L'illusion andalouse

 

 

 

 

Par 

 

 

Dans l’histoire des relations entre le judaïsme et l’islam, le mensonge est nécessairement le mal et la vérité ne conduit pas toujours au bien.

Je me suis trouvé l’autre soir au colloque organisé par les auteurs d’une volumineuse "Histoire des relations entre juifs et musulmans" (1). Le climat y était aussi érudit que fraternel. Après avoir passé une partie de ma vie à associer notre journal à leurs préoccupations, cela ne pouvait me faire que chaud au cœur. Des savants transformés en militants y étaient bien décidés à triompher de la barbarie par la seule connaissance des vérités qu’ils décryptaient. Je suis encore loin d’avoir fait une lecture exhaustive de cet énorme livre (1.100 pages) qui tente de répondre aux questions les plus contradictoires. Mais ces universitaires me paraissaient finalement animés par la conviction ou par l’espérance que la vérité suffirait pour se comprendre et peut-être même pour s’aimer. On sait qu’il n’en est rien. Il faut, comme le recommande Platon, "aller à la vérité de toute son âme" quitte à découvrir qu’elle n’est pas Une.

Pour ma part, je l’ai appris dans les études sévères qui ont été publiées sur ma chère Andalousie. J’ai cru longtemps que "l’esprit de Cordoue" avait durablement régné en dépit des conflits, et je souhaitais qu’on y revint.

Sans doute, a-t-on assisté parfois à une volonté collective de retour à un mythe de fraternité. Il y a bien eu en Andalousie et ailleurs en Espagne, comme le rappelle ce livre, des plages de répit et des phases de bienveillance réciproque grâce surtout à la magie fusionnelle de la langue arabe et aux philosophes juifs. Mais c’est à cette époque au contraire que le concept de pureté musulmane (ou chrétienne) et de souillure par le sang juif est apparu.

Si je m’attarde ici sur cette illusion ou ce mythe, c’est sans le moindre désir d’affaiblir l’intention qu’ont pu avoir ces merveilleux savants de donner un fondement solide à une entente possible. Ils nous rappellent de manière opportune que l’histoire n’est pas celle que les historiens nous racontent et corrigent périodiquement mais celle que nous décidons de construire jour après jour dans une sorte de lucidité pathétique. Pour moi, il s’agit d’une éthique de la vigilance. Je résume : sans la vérité, on ne peut construire que sur le sable, mais avec la seule vérité, on risque d’être tenté de se résigner. Quel est ce sentiment qui pourrait si durablement séparer plus d’un milliard et demi de musulmans des populations juives dont le nombre ne dépasse pas les quinze ou vingt millions ? Les auteurs du livre sont tous d’accord sur la recrudescence d’un sentiment antisémite né des différentes guerres que le prophète a menées pour mettre de l’ordre dans ses tribus. Mais il n’est jamais question chez nos auteurs d’un Islam génétiquement hostile aux juifs - qui ne sont d’ailleurs ni une race ni une nation.

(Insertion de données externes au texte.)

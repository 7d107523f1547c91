//! The seam between the batch and a GPU API.

use std::ops::Range;

use super::{Blend, DepthState, StencilState, TextureId};
use crate::mesh::{DrawCommand, SpriteVertex2};
use crate::shader::{Shader, ShaderId, UniformBuffer};

/// Everything a backend needs to issue one indexed draw.
#[derive(Debug)]
pub struct DrawCall<'a> {
    pub shader: &'a Shader,
    pub command: DrawCommand,
    pub texture: Option<TextureId>,
    pub blend: Blend,
    /// A `Native` stencil mode leaves the backend's stencil state alone.
    pub stencil: StencilState,
    pub depth: DepthState,
    pub uniforms: &'a UniformBuffer,
    /// Block of `uniforms` this draw reads.
    pub uniform_block: usize,
    pub indices: Range<u32>,
}

/// GPU backend driven by [`SpriteBatch`](super::SpriteBatch).
///
/// Per flush the batch calls `upload` and `upload_uniforms` once, `draw`
/// once per context, then `submit`.
pub trait DrawBackend {
    fn upload(&mut self, vertices: &[SpriteVertex2], indices: &[u32]);

    fn upload_uniforms(&mut self, uniforms: &UniformBuffer);

    fn draw(&mut self, call: &DrawCall<'_>);

    /// Zeroes the stencil bits in `mask`.
    fn clear_stencil(&mut self, mask: u8);

    fn submit(&mut self);
}

// ── recording backend ─────────────────────────────────────────────────────

/// A draw as the recording backend saw it.
#[derive(Debug, Clone, PartialEq)]
pub struct RecordedDraw {
    pub shader: ShaderId,
    pub command: DrawCommand,
    pub texture: Option<TextureId>,
    pub blend: Blend,
    pub stencil: StencilState,
    pub depth: DepthState,
    pub uniform_block: usize,
    pub indices: Range<u32>,
    /// Bytes of the uniform block read by this draw.
    pub block_bytes: Vec<u8>,
    /// Staged bytes of every shader-local block, by block index.
    pub locals: Vec<(usize, Vec<u8>)>,
}

#[derive(Debug, Clone, PartialEq)]
pub enum RecordedCall {
    Upload {
        vertices: Vec<SpriteVertex2>,
        indices: Vec<u32>,
    },
    UploadUniforms {
        blocks: usize,
    },
    Draw(RecordedDraw),
    ClearStencil(u8),
    Submit,
}

/// Backend that records calls instead of rendering. Used headless and in tests.
#[derive(Debug, Default)]
pub struct RecordingBackend {
    calls: Vec<RecordedCall>,
}

impl RecordingBackend {
    pub fn new() -> Self {
        Self::default()
    }

    pub fn calls(&self) -> &[RecordedCall] {
        &self.calls
    }

    pub fn take_calls(&mut self) -> Vec<RecordedCall> {
        std::mem::take(&mut self.calls)
    }

    pub fn draws(&self) -> impl Iterator<Item = &RecordedDraw> {
        self.calls.iter().filter_map(|c| match c {
            RecordedCall::Draw(d) => Some(d),
            _ => None,
        })
    }

    pub fn submits(&self) -> usize {
        self.calls.iter().filter(|c| matches!(c, RecordedCall::Submit)).count()
    }
}

impl DrawBackend for RecordingBackend {
    fn upload(&mut self, vertices: &[SpriteVertex2], indices: &[u32]) {
        self.calls.push(RecordedCall::Upload {
            vertices: vertices.to_vec(),
            indices: indices.to_vec(),
        });
    }

    fn upload_uniforms(&mut self, uniforms: &UniformBuffer) {
        self.calls.push(RecordedCall::UploadUniforms {
            blocks: uniforms.capacity(),
        });
    }

    fn draw(&mut self, call: &DrawCall<'_>) {
        let shader = call.shader;
        let locals = (0..shader.blocks().len())
            .filter(|&i| shader.block_bind_point(i).is_none())
            .filter_map(|i| shader.local_block(i).map(|bytes| (i, bytes.to_vec())))
            .collect();
        self.calls.push(RecordedCall::Draw(RecordedDraw {
            shader: shader.id(),
            command: call.command,
            texture: call.texture,
            blend: call.blend,
            stencil: call.stencil,
            depth: call.depth,
            uniform_block: call.uniform_block,
            indices: call.indices.clone(),
            block_bytes: call.uniforms.block_bytes(call.uniform_block).to_vec(),
            locals,
        }));
    }

    fn clear_stencil(&mut self, mask: u8) {
        self.calls.push(RecordedCall::ClearStencil(mask));
    }

    fn submit(&mut self) {
        self.calls.push(RecordedCall::Submit);
    }
}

À les entendre, je me demande s’ils ont donné toute la place qui convenait à l’utilisation faite par les grandes puissances chrétiennes et politiques du racisme anti-musulman et antisémite, comme aux relations entre les mythes du puritanisme américain et les mythes juifs lorsque les Pères Fondateurs (Pilgrim Fathers) ont exalté ce qu’ils considéraient comme un retour en Terre Sainte. 
Alors la vérité ? Nous sommes un certain nombre à l’avoir cherchée, et chaque fois que l’on a cru la trouver, on s’est rendu compte qu’elle ne convainquait personne. J’ai cru découvrir que c’était Dieu lui-même qui empêchait qu’elle fût comprise. Mais la force des choses et la détermination de quelques hommes se sont souvent opposées avec succès, comme chez les Grecs, aux caprices des dieux. Et rien ne nous oblige à transmettre à nos enfants l’idée ou même le sentiment d’une fatalité de la haine.

Je considère comme une nouvelle incroyablement positive le fait que des associations universitaires, artistiques ou économiques judéo-arabes se créent un peu partout. En Israël, en France, en Grande-Bretagne, ces initiatives, dont on devrait publier tous les jours la liste sur le Net, ne concernent parfois que des projets de festivals de cinéma ou de musique. Elles n’en sont pas moins des lieux de rencontre qui colorent, façonnent et même structurent une façon fraternelle de concevoir la vérité.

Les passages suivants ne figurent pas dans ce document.